Gunung Botak katanya, pernah ditutup tahun 2018 tapi karena tidak ada solusi penambang kembali lagi. Bahkan ketika ditanya para penambang ini mengaku Merkuri adalah bahan beracun, tetapi ini tempat mencari uang bagi mereka.

“Hasil penelitian kita menunjukkan Mercuri sudah terkontaminasi ekosistem, jadi belum terlambat untuk dilakukan penertiban. Tambang harus dikelola dengan teknologi yang benar tidak menggunakan bahan beracun. Ini sudah terjadi indikasi awal, belum terlambat melakukan penertiban dan penataan.

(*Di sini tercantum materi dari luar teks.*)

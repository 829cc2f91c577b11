//! HTTP client for the host's REST API.
//!
//! One GET per call, no retries, no caching. Caching is left to the caller (see the
//! quantity-unit lookup in `supply-core`).

use crate::concept::{Concept, ConceptResource};
use crate::order::{OrderResource, PlacedOrder};
use crate::{OpenmrsError, OpenmrsResult, REST_BASE_PATH};
use supply_types::ResourceUuid;

/// HTTP basic-auth credentials.
#[derive(Clone)]
pub struct Credentials {
    pub username: String,
    pub password: String,
}

impl std::fmt::Debug for Credentials {
    fn fmt(&self, f: &mut std::fmt::Formatter<'_>) -> std::fmt::Result {
        f.debug_struct("Credentials")
            .field("username", &self.username)
            .field("password", &"<redacted>")
            .finish()
    }
}

/// REST client bound to one server.
#[derive(Clone, Debug)]
pub struct RestClient {
    http: reqwest::Client,
    rest_root: String,
    credentials: Option<Credentials>,
}

impl RestClient {
    /// Create a client for the server at `base_url` (for example `http://localhost:8080/openmrs`).
    ///
    /// # Errors
    ///
    /// Returns [`OpenmrsError::InvalidInput`] if `base_url` is not an `http`/`https` URL, or
    /// [`OpenmrsError::Http`] if the underlying HTTP client cannot be built.
    pub fn new(base_url: &str, credentials: Option<Credentials>) -> OpenmrsResult<Self> {
        let base = base_url.trim().trim_end_matches('/');
        if !(base.starts_with("http://") || base.starts_with("https://")) {
            return Err(OpenmrsError::InvalidInput(format!(
                "base URL must start with http:// or https://, got '{base_url}'"
            )));
        }

        let http = reqwest::Client::builder().build()?;

        Ok(Self {
            http,
            rest_root: format!("{base}{REST_BASE_PATH}"),
            credentials,
        })
    }

    /// Root of the REST API, e.g. `http://localhost:8080/openmrs/ws/rest/v1`.
    pub fn rest_root(&self) -> &str {
        &self.rest_root
    }

    /// Fetch a concept with its set members and answers.
    pub async fn get_concept(&self, uuid: &ResourceUuid) -> OpenmrsResult<Concept> {
        let body = self.get_text(&format!("concept/{uuid}"), &[]).await?;
        ConceptResource::parse(&body)
    }

    /// Fetch the full representation of a placed order.
    pub async fn get_order(&self, uuid: &ResourceUuid) -> OpenmrsResult<PlacedOrder> {
        let body = self.get_text(&format!("order/{uuid}"), &[("v", "full")]).await?;
        OrderResource::parse(&body)
    }

    async fn get_text(&self, path: &str, query: &[(&str, &str)]) -> OpenmrsResult<String> {
        let url = format!("{}/{path}", self.rest_root);
        tracing::debug!("GET {}", url);

        let mut request = self
            .http
            .get(&url)
            .header(reqwest::header::ACCEPT, "application/json");
        if !query.is_empty() {
            request = request.query(query);
        }
        if let Some(creds) = &self.credentials {
            request = request.basic_auth(&creds.username, Some(&creds.password));
        }

        let response = request.send().await?;
        let status = response.status();
        if !status.is_success() {
            tracing::warn!("GET {} returned {}", url, status);
            return Err(OpenmrsError::Status {
                status: status.as_u16(),
                url,
            });
        }

        Ok(response.text().await?)
    }
}

#[cfg(test)]
mod tests {
    use super::*;
    use wiremock::matchers::{header_exists, method, path, query_param};
    use wiremock::{Mock, MockServer, ResponseTemplate};

    fn uuid(s: &str) -> ResourceUuid {
        ResourceUuid::new(s).expect("valid uuid")
    }

    #[test]
    fn rejects_non_http_base_url() {
        let err = RestClient::new("localhost:8080", None).expect_err("scheme required");
        assert!(matches!(err, OpenmrsError::InvalidInput(_)));
    }

    #[test]
    fn strips_trailing_slash_from_base_url() {
        let client = RestClient::new("http://localhost:8080/openmrs/", None).expect("client");
        assert_eq!(client.rest_root(), "http://localhost:8080/openmrs/ws/rest/v1");
    }

    #[tokio::test]
    async fn fetches_concept() {
        let server = MockServer::start().await;
        Mock::given(method("GET"))
            .and(path("/ws/rest/v1/concept/units"))
            .respond_with(ResponseTemplate::new(200).set_body_json(serde_json::json!({
                "uuid": "units",
                "display": "Units",
                "setMembers": [{"uuid": "u1", "display": "Box"}],
                "answers": [{"uuid": "u2", "display": "Roll"}]
            })))
            .expect(1)
            .mount(&server)
            .await;

        let client = RestClient::new(&server.uri(), None).expect("client");
        let concept = client.get_concept(&uuid("units")).await.expect("fetch");
        assert_eq!(concept.set_members[0].display, "Box");
        assert_eq!(concept.answers[0].uuid, "u2");
    }

    #[tokio::test]
    async fn fetches_full_order_with_basic_auth() {
        let server = MockServer::start().await;
        Mock::given(method("GET"))
            .and(path("/ws/rest/v1/order/o1"))
            .and(query_param("v", "full"))
            .and(header_exists("authorization"))
            .respond_with(ResponseTemplate::new(200).set_body_json(serde_json::json!({
                "uuid": "o1",
                "orderer": {"uuid": "pr1"},
                "careSetting": {"uuid": "cs1"},
                "orderType": {"uuid": "t1"},
                "concept": {"uuid": "c1", "display": "Gauze"}
            })))
            .mount(&server)
            .await;

        let creds = Credentials {
            username: "admin".into(),
            password: "Admin123".into(),
        };
        let client = RestClient::new(&server.uri(), Some(creds)).expect("client");
        let order = client.get_order(&uuid("o1")).await.expect("fetch");
        assert_eq!(order.orderer_uuid, "pr1");
        assert_eq!(order.concept.display.as_deref(), Some("Gauze"));
    }

    #[tokio::test]
    async fn non_success_status_is_an_error() {
        let server = MockServer::start().await;
        Mock::given(method("GET"))
            .and(path("/ws/rest/v1/concept/missing"))
            .respond_with(ResponseTemplate::new(404))
            .mount(&server)
            .await;

        let client = RestClient::new(&server.uri(), None).expect("client");
        let err = client
            .get_concept(&uuid("missing"))
            .await
            .expect_err("404 should fail");
        match err {
            OpenmrsError::Status { status, url } => {
                assert_eq!(status, 404);
                assert!(url.ends_with("/concept/missing"));
            }
            other => panic!("expected Status error, got {other:?}"),
        }
    }

    #[test]
    fn debug_output_redacts_password() {
        let creds = Credentials {
            username: "admin".into(),
            password: "secret".into(),
        };
        let rendered = format!("{creds:?}");
        assert!(rendered.contains("admin"));
        assert!(!rendered.contains("secret"));
    }
}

Tugas kita menyampaikan sudah pencemaran mari di tata,” katanya.

Penjelasan Male disampaikan dalam Forum Group Discussion (FGD) yang digelar oleh DPRD Provinsi Maluku, dengan tema “Pencemaran Logam Berat Merkuri dan Sianida yang Berdampak Sistemik terhadap Kelangsungan Hidup Manusia dan Lingkungan pada daerah Pulau Buru dan Pulau Seram,” berlangsung di aula kantor DPRD Maluku, Senin (21/07)

Ia juga meminta agar informasi yang disampaikan kepada publik disertai penjelasan yang menyeluruh.

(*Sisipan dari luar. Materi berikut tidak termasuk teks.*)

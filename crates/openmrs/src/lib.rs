//! REST wire/boundary support for the medical supply order plugin.
//!
//! This crate provides **wire models** and a **REST client** for the host application's
//! REST API (`/ws/rest/v1`):
//! - concepts (`GET /concept/{uuid}`), used for quantity-unit lookup
//! - placed orders (`GET /order/{uuid}?v=full`), used when revising or discontinuing
//! - the order submission body (`OrderPost`)
//!
//! This crate focuses on:
//! - serialisation/deserialisation of REST representations
//! - translation between REST representations and flat domain carriers
//! - HTTP transport (reqwest)
//!
//! Domain rules (basket reconciliation, payload selection per action) live in `supply-core`.

pub mod client;
pub mod concept;
pub mod order;

// Re-export facades
pub use client::{Credentials, RestClient};
pub use concept::{Concept, ConceptResource};
pub use order::{OrderPost, OrderResource, PlacedOrder, ResourceRef};

/// Path of the REST API relative to the server base URL.
pub const REST_BASE_PATH: &str = "/ws/rest/v1";

/// Errors returned by the `openmrs` boundary crate.
#[derive(Debug, thiserror::Error)]
pub enum OpenmrsError {
    #[error("invalid input: {0}")]
    InvalidInput(String),

    #[error("invalid JSON: {0}")]
    InvalidJson(#[from] serde_json::Error),

    #[error("translation error: {0}")]
    Translation(String),

    #[error("HTTP request failed: {0}")]
    Http(#[from] reqwest::Error),

    #[error("request to {url} failed with status {status}")]
    Status { status: u16, url: String },
}

/// Type alias for Results that can fail with an [`OpenmrsError`].
pub type OpenmrsResult<T> = Result<T, OpenmrsError>;

/// Deserialise `json_text` into `T`, reporting the JSON path of the first mismatch.
pub(crate) fn parse_json<T>(json_text: &str, what: &str) -> OpenmrsResult<T>
where
    T: serde::de::DeserializeOwned,
{
    let mut deserializer = serde_json::Deserializer::from_str(json_text);

    match serde_path_to_error::deserialize::<_, T>(&mut deserializer) {
        Ok(parsed) => Ok(parsed),
        Err(err) => {
            let path = err.path().to_string();
            let source = err.into_inner();
            let path = if path.is_empty() || path == "." {
                "<root>"
            } else {
                path.as_str()
            };
            Err(OpenmrsError::Translation(format!(
                "{what} schema mismatch at {path}: {source}"
            )))
        }
    }
}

“Pak Male sudah menyampaikan di akhir bahwa merkuri juga memiliki banyak kegunaan, seperti untuk lampu dan keperluan industri lainnya. Artinya, tidak semua hal tentang merkuri itu negatif,” kata politisi Partai Gerindra tersebut.

Zain menekankan perbedaan antara produsen dan konsumen merkuri. Menurutnya, masyarakat di wilayahnya hanya memproduksi, bukan mengonsumsi.

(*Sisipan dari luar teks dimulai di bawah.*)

//! Quantity-unit lookup.
//!
//! The units offered on the order form are the children of one configured concept, either its
//! set members or its answers. The concept is fetched at most once per concept identifier and
//! kept for the life of the lookup; concurrent callers share a single in-flight request.
//!
//! A failed fetch is reported (and logged) but not cached, so the next `load` fetches again.

use crate::config::{ConceptMap, QuantityUnitsConfig};
use crate::OrderResult;
use async_trait::async_trait;
use openmrs::{Concept, RestClient};
use std::collections::HashMap;
use std::sync::{Arc, Mutex, MutexGuard};
use supply_types::ResourceUuid;
use tokio::sync::OnceCell;

/// Source of concepts, normally the REST API.
#[async_trait]
pub trait ConceptSource: Send + Sync {
    async fn fetch_concept(&self, uuid: &ResourceUuid) -> OrderResult<Concept>;
}

#[async_trait]
impl ConceptSource for RestClient {
    async fn fetch_concept(&self, uuid: &ResourceUuid) -> OrderResult<Concept> {
        Ok(self.get_concept(uuid).await?)
    }
}

/// State of the quantity units as seen by the order form.
#[derive(Clone, Debug, Default, PartialEq, Eq)]
pub struct QuantityUnits {
    pub concepts: Vec<Concept>,
    pub is_loading: bool,
    pub error: Option<String>,
}

impl QuantityUnits {
    /// Saving the form is allowed only once units have loaded without error.
    pub fn can_submit(&self) -> bool {
        !self.is_loading && self.error.is_none()
    }

    /// The unit with the given identifier, if offered.
    pub fn find(&self, uuid: &str) -> Option<&Concept> {
        self.concepts.iter().find(|c| c.uuid == uuid)
    }

    fn loaded(concept: &Concept, map: ConceptMap) -> Self {
        let concepts = match map {
            ConceptMap::SetMembers => concept.set_members.clone(),
            ConceptMap::Answers => concept.answers.clone(),
        };
        Self {
            concepts,
            is_loading: false,
            error: None,
        }
    }

    fn loading() -> Self {
        Self {
            is_loading: true,
            ..Self::default()
        }
    }

    fn failed(message: String) -> Self {
        Self {
            error: Some(message),
            ..Self::default()
        }
    }
}

type ConceptCell = Arc<OnceCell<Arc<Concept>>>;

/// Fetch-once cache of quantity-unit concepts.
pub struct QuantityUnitLookup<S: ConceptSource> {
    source: S,
    cells: Mutex<HashMap<ResourceUuid, ConceptCell>>,
    errors: Mutex<HashMap<ResourceUuid, String>>,
}

impl<S: ConceptSource> QuantityUnitLookup<S> {
    pub fn new(source: S) -> Self {
        Self {
            source,
            cells: Mutex::new(HashMap::new()),
            errors: Mutex::new(HashMap::new()),
        }
    }

    /// Resolve the quantity units for `config`, fetching the concept if it is not cached yet.
    pub async fn load(&self, config: &QuantityUnitsConfig) -> QuantityUnits {
        let uuid = &config.concept_uuid;
        let cell = self.cell(uuid);

        if cell.initialized() {
            tracing::debug!("quantity units cache hit: {}", uuid);
        } else {
            tracing::debug!("quantity units cache miss: {}", uuid);
            lock(&self.errors).remove(uuid);
        }

        let result = cell
            .get_or_try_init(|| async {
                self.source.fetch_concept(uuid).await.map(Arc::new)
            })
            .await;

        match result {
            Ok(concept) => QuantityUnits::loaded(concept, config.map),
            Err(e) => {
                let message = e.to_string();
                tracing::error!("failed to fetch quantity units {}: {}", uuid, message);
                lock(&self.errors).insert(uuid.clone(), message.clone());
                QuantityUnits::failed(message)
            }
        }
    }

    /// Current state without fetching: loaded, failed, or still loading.
    pub fn snapshot(&self, config: &QuantityUnitsConfig) -> QuantityUnits {
        let uuid = &config.concept_uuid;

        if let Some(concept) = lock(&self.cells).get(uuid).and_then(|cell| cell.get()) {
            return QuantityUnits::loaded(concept, config.map);
        }

        match lock(&self.errors).get(uuid) {
            Some(message) => QuantityUnits::failed(message.clone()),
            None => QuantityUnits::loading(),
        }
    }

    fn cell(&self, uuid: &ResourceUuid) -> ConceptCell {
        lock(&self.cells)
            .entry(uuid.clone())
            .or_insert_with(|| Arc::new(OnceCell::new()))
            .clone()
    }
}

fn lock<T>(mutex: &Mutex<T>) -> MutexGuard<'_, T> {
    mutex.lock().unwrap_or_else(|poisoned| poisoned.into_inner())
}

#[cfg(test)]
mod tests {
    use super::*;
    use crate::OrderError;
    use std::sync::atomic::{AtomicUsize, Ordering};
    use wiremock::matchers::{method, path};
    use wiremock::{Mock, MockServer, ResponseTemplate};

    struct CountingSource {
        calls: AtomicUsize,
        fail_first: bool,
    }

    #[async_trait]
    impl ConceptSource for CountingSource {
        async fn fetch_concept(&self, uuid: &ResourceUuid) -> OrderResult<Concept> {
            let call = self.calls.fetch_add(1, Ordering::SeqCst);
            if self.fail_first && call == 0 {
                return Err(OrderError::Openmrs(openmrs::OpenmrsError::Status {
                    status: 503,
                    url: format!("/concept/{uuid}"),
                }));
            }
            let mut concept = Concept::leaf(uuid.as_str(), "Units");
            concept.set_members = vec![Concept::leaf("u1", "Box"), Concept::leaf("u2", "Roll")];
            concept.answers = vec![Concept::leaf("u3", "Pack")];
            Ok(concept)
        }
    }

    fn source(fail_first: bool) -> CountingSource {
        CountingSource {
            calls: AtomicUsize::new(0),
            fail_first,
        }
    }

    fn config(map: ConceptMap) -> QuantityUnitsConfig {
        QuantityUnitsConfig {
            concept_uuid: ResourceUuid::new("units").expect("valid"),
            map,
        }
    }

    #[tokio::test]
    async fn fetches_once_and_applies_map() {
        let lookup = QuantityUnitLookup::new(source(false));

        let members = lookup.load(&config(ConceptMap::SetMembers)).await;
        assert!(members.can_submit());
        assert_eq!(members.concepts.len(), 2);
        assert_eq!(members.find("u2").map(|c| c.display.as_str()), Some("Roll"));

        let answers = lookup.load(&config(ConceptMap::Answers)).await;
        assert_eq!(answers.concepts, vec![Concept::leaf("u3", "Pack")]);

        assert_eq!(lookup.source.calls.load(Ordering::SeqCst), 1);
    }

    #[tokio::test]
    async fn concurrent_loads_share_one_fetch() {
        let lookup = QuantityUnitLookup::new(source(false));
        let cfg = config(ConceptMap::SetMembers);

        let (a, b) = tokio::join!(lookup.load(&cfg), lookup.load(&cfg));
        assert_eq!(a, b);
        assert_eq!(lookup.source.calls.load(Ordering::SeqCst), 1);
    }

    #[tokio::test]
    async fn failure_is_reported_then_retried_on_next_load() {
        let lookup = QuantityUnitLookup::new(source(true));
        let cfg = config(ConceptMap::SetMembers);

        assert!(lookup.snapshot(&cfg).is_loading);

        let failed = lookup.load(&cfg).await;
        assert!(!failed.can_submit());
        assert!(failed.error.as_deref().is_some_and(|e| e.contains("503")));
        assert_eq!(lookup.snapshot(&cfg), failed);

        let loaded = lookup.load(&cfg).await;
        assert!(loaded.can_submit());
        assert_eq!(loaded.concepts.len(), 2);
        assert_eq!(lookup.snapshot(&cfg), loaded);
        assert_eq!(lookup.source.calls.load(Ordering::SeqCst), 2);
    }

    #[tokio::test]
    async fn loads_through_rest_client() {
        let server = MockServer::start().await;
        Mock::given(method("GET"))
            .and(path("/ws/rest/v1/concept/units"))
            .respond_with(ResponseTemplate::new(200).set_body_json(serde_json::json!({
                "uuid": "units",
                "display": "Dispensing units",
                "setMembers": [],
                "answers": [{"uuid": "u1", "display": "Box"}]
            })))
            .expect(1)
            .mount(&server)
            .await;

        let client = RestClient::new(&server.uri(), None).expect("client");
        let lookup = QuantityUnitLookup::new(client);

        let units = lookup.load(&config(ConceptMap::Answers)).await;
        assert_eq!(units.concepts, vec![Concept::leaf("u1", "Box")]);
        let again = lookup.load(&config(ConceptMap::Answers)).await;
        assert_eq!(again, units);
    }
}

“Yang mereka lakukan hanya memanaskan batu sinabar hingga mencair menjadi merkuri. Pertanyaannya, ke mana limbahnya? Tidak ada,” ujarnya.

Ia menilai, bahaya sebenarnya muncul saat proses pembakaran sinabar menjadi merkuri, terutama dari asap yang dihasilkan.

Logam berat berbahaya jika terhirup, karena bisa merusak paru-paru dan ginjal.

“Tapi kalau masih berupa batu sinabar, tidak berbahaya. Buktinya, air kali yang mengalir di atas sinabar tetap dikonsumsi masyarakat, dan mereka sehat-sehat saja,” tegasnya.

Karena itu, Zain meminta agar informasi mengenai bahaya merkuri disampaikan secara proporsional.

“Publik perlu mendapat informasi yang utuh agar tidak muncul persepsi yang salah. Bahaya itu pada proses pembakaran, bukan pada batunya,” ungkapnya.

Sementara itu, Ketua DPRD Maluku, Benhur George Watubun, menyatakan dukungannya atas langkah Gubernur Maluku yang menutup sementara tambang emas di gunung botak, Kabupaten Buru.

Termasuk juga dukungan penutupan terhadap tambang Sinabar di Seram Bagian Barat. Penutupan itu dinilai sebagai langkah tepat untuk menata ulang pengelolaan tambang dan melindungi lingkungan.

“Penggunaan logam berat seperti merkuri dan sianida sangat berbahaya, baik bagi manusia maupun lingkungan. DPRD sepakat mengikuti rekomendasi para ahli yang telah meneliti dampaknya selama lebih dari 10 tahun,” ujar Benhur kepada awak media usai diskusi.

Ia menekankan pentingnya larangan penggunaan merkuri dalam aktivitas pertambangan. “Kalau masih menggunakan merkuri, kita tolak. Ini bukti nyata bahwa selama ini kita abai terhadap dampak tambang ilegal,” tegasnya.

Meski begitu, Benhur juga menyoroti sisi sosial ekonomi masyarakat yang menggantungkan hidup dari sektor tambang. Menurutnya, pengelolaan tambang harus diarahkan agar memberi manfaat nyata bagi masyarakat sekitar, bukan hanya korporasi.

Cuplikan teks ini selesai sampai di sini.